▶ _Task details_: Please copy every line with the string "cannot" from the entries below.

▶ _Exercise inputs_:
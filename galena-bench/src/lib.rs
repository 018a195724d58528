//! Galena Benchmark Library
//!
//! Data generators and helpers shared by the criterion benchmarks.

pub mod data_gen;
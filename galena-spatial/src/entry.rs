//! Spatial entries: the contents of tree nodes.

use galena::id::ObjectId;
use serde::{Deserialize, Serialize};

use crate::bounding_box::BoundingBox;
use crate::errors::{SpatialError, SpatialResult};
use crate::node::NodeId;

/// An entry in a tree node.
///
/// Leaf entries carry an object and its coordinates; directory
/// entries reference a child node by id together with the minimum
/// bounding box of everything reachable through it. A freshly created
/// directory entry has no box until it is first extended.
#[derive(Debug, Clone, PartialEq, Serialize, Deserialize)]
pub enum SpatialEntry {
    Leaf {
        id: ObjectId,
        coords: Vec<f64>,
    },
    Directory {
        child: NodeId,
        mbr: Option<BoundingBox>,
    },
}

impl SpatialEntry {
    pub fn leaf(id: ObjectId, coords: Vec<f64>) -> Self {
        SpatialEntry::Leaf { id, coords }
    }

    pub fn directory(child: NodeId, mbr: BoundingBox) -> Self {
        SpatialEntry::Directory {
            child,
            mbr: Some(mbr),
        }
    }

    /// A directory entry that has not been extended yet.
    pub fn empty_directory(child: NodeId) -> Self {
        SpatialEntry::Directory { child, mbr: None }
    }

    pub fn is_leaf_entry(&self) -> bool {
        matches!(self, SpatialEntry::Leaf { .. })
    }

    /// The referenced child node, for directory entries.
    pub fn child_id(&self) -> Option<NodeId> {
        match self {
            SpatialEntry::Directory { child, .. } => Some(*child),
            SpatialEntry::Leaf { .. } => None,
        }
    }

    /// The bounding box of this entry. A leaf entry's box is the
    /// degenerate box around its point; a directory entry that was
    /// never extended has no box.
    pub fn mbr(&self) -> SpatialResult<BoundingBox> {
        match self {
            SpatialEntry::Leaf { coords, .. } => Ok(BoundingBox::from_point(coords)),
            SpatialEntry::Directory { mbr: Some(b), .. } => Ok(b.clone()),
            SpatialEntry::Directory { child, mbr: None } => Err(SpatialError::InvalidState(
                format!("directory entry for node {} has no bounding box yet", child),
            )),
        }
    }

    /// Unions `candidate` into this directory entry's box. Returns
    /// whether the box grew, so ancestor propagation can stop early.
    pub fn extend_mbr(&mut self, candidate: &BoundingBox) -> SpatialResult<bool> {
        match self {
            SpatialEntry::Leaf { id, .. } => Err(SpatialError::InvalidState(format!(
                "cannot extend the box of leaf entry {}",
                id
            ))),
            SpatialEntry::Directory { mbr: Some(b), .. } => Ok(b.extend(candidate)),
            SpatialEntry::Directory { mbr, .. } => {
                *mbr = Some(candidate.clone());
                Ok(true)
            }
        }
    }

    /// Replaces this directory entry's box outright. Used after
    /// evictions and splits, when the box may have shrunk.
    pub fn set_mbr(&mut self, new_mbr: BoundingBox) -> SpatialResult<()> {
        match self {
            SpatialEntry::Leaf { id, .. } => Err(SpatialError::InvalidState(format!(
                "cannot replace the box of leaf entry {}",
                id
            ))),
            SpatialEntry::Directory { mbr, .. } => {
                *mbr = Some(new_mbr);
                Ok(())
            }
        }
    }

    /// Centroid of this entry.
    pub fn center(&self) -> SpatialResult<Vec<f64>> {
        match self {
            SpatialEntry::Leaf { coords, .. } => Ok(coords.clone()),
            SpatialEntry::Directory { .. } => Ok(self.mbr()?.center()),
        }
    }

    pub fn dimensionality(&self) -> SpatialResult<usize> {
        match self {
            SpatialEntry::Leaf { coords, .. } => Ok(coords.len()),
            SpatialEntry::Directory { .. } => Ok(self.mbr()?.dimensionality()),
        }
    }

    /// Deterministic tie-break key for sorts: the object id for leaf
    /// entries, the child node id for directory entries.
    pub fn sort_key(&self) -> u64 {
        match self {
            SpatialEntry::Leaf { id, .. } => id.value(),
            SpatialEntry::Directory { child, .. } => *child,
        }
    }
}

▶ _Exercise solution_:
                "cannot extend the box of leaf entry {}",
                "cannot replace the box of leaf entry {}",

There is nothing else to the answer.